SSome of Britain’s greatest paintings – and I mean works by Rembrandt, Vermeer and Rubens – are all hung in one room, namely the Buckingham Palace Photo Gallery. It must be something to visit, the kind of royal shrine that many of us only see through The Crown on Netflix. Except we don’t – because obviously they weren’t allowed to film there. (Everyone notices their own clangers on the show: I stopped watching when Anthony Blunt, a photo surveyor of the Queen and a Soviet spy, explained the art – and this collection – to HM using the term “Early modern.” He did not say “modern” any more than he would have said “posted on Twitter.” He would have said “renaissance” or “baroque”.)

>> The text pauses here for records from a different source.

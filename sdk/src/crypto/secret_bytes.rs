use {
    serde::{Deserialize, Serialize},
    x25519_dalek::StaticSecret,
    zeroize::{Zeroize, ZeroizeOnDrop},
};

/// A helper struct to serialize and zeroize private key material.
/// Pool keys are held in this form and turned back into a `StaticSecret` on use.
#[derive(Clone, Serialize, Deserialize, Zeroize, ZeroizeOnDrop)]
pub struct SecretBytes(#[serde(with = "serde_bytes")] pub Vec<u8>);

impl SecretBytes {
    pub fn as_slice(&self) -> &[u8] {
        &self.0
    }
}

impl From<&[u8]> for SecretBytes {
    fn from(raw: &[u8]) -> Self {
        Self(raw.to_vec())
    }
}

impl From<&StaticSecret> for SecretBytes {
    fn from(sk: &StaticSecret) -> Self {
        Self(sk.to_bytes().to_vec())
    }
}

impl TryFrom<&SecretBytes> for StaticSecret {
    type Error = usize;

    /// Fails with the actual length when it is not 32 bytes.
    fn try_from(raw: &SecretBytes) -> Result<Self, Self::Error> {
        let bytes: [u8; 32] = raw.0.as_slice().try_into().map_err(|_| raw.0.len())?;
        Ok(StaticSecret::from(bytes))
    }
}

impl std::fmt::Debug for SecretBytes {
    fn fmt(&self, f: &mut std::fmt::Formatter<'_>) -> std::fmt::Result {
        write!(f, "SecretBytes(<{} bytes redacted>)", self.0.len())
    }
}

#[cfg(test)]
mod tests {
    use {super::*, rand::rngs::OsRng};

    #[test]
    fn static_secret_survives_raw_bytes() {
        let sk = StaticSecret::random_from_rng(OsRng);
        let raw = SecretBytes::from(&sk);
        let back = StaticSecret::try_from(&raw).unwrap();
        assert_eq!(sk.to_bytes(), back.to_bytes());
    }

    #[test]
    fn wrong_length_is_rejected() {
        let raw = SecretBytes(vec![7u8; 31]);
        assert_eq!(StaticSecret::try_from(&raw).err(), Some(31));
        assert_eq!(format!("{raw:?}"), "SecretBytes(<31 bytes redacted>)");
    }
}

The photo gallery is having work done so that her paintings can be exhibited at the neighboring Queen’s Gallery. Here they are, these first modern masterpieces, in an astonishing revelation of the most beautiful paintings in the Royal Collection. There is a whole wall of Rembrandts, each amazing, some rarely seen outside. I had never looked into the eyes of Rembrandt’s rabbi. Always curious about his Jewish neighbors when he lived on the Breestraat in Amsterdam, the artist lingers on the anxious expression of an old scholar.
In another vibrant painting, he depicts Jan Rijcksen, a shipbuilder, and his wife, Griet Jans. He turns away from his office, where he is studying ship design, as she rushes over with a message. They consciously pose, play themselves in a little drama of their life together. Griet seems about to burst out laughing. But far from undermining the seriousness of the painting, this overt self-awareness adds to its reality and depth by making us part of the game, and therefore part of a conversation with these people.
The most imposing of all is his portrait of Agatha Bas. This long-dead woman walks towards you, her golden fan seemingly escaping the canvas onto a painted frame, her pale gaze formidable. If the Queen is alone in her picture gallery at night, I bet this ghost scares her. It scared me.
The Rembrandts alone would make it an unmissable event. But he has rivals. It’s hard to be sure for Anthony van Dyck. Was he a great artist or just a very talented one? Here is the answer. Right next to the Rembrandts hangs his portrait of Thomas Killigrew, resting his head limply on his hand beside a shattered column as he crumbles in grief. He had recently lost his wife. A friend – supposed to be William, Lord Crofts – gently tries to distract him with his job. The emotional punch and the sheer truth of this painting prove Van Dyck’s courage. Again, this is his greatest job.
If portraits aren’t your thing, try Vermeer’s surreal frozen cinema. Light and shadow form a huge wall on the left side of A Lady at the Virginals with a Gentleman, which was once called The Music Lesson. She stands at her baroque keyboard with her back to us, her face caught in a high mirror with other objects in the room. A man is watching her intently but probably not to watch her playing. The color seems to immerse and embrace them, as if the large room they are in is a bath of luminescent fluid.
It continues. Rubens, like Van Dyck, knew and worked for Britain’s greatest royal art collector, Charles I. His milkmaids with cattle in a landscape sparkle as if painted yesterday, swell with roly-poly life as Rubens attempts to distill all the strength and freedom of nature in a colorful carnival. The same appetite for life emanates from his Portrait of a Woman, whose rounded chest is wrapped in translucent lace that rises to form its ruffled collar. It’s either a glimpse into baroque fashion or Rubens’ personal fetish. What stops you, however, is the iridescent creamy color.
One of the strengths of disjointed old art collections is that they can preserve forgotten works that will later be recognized as masterpieces. There is a wonderful painting here by Paulus Potter of cows: their gnarled bodies, in a Dutch meadow, are like tree roots or droppings. The Royal Collection loaned the self-portrait of Artemisia Gentileschi as an allegory of the painting to her sensational exhibition at the National Gallery – she painted it for Charles I – and the Queen even found a Caravaggio in the loft some time ago. time.
So I say this with due respect for the virtues of the Royal Collection: this exhibition is disastrously brilliant. While I am grateful that some of the Royal Family’s treasures are revealed for a limited time, I object to them becoming decorations again for state visits and royal audiences. The universality of this magnificent art should not serve as a support for the royal spectacle. It’s hard to believe that the 21st century monarchy really depends on having all of these Rembrandts.
• At the Queen’s Gallery, London, from December 4 to January 31, 2022.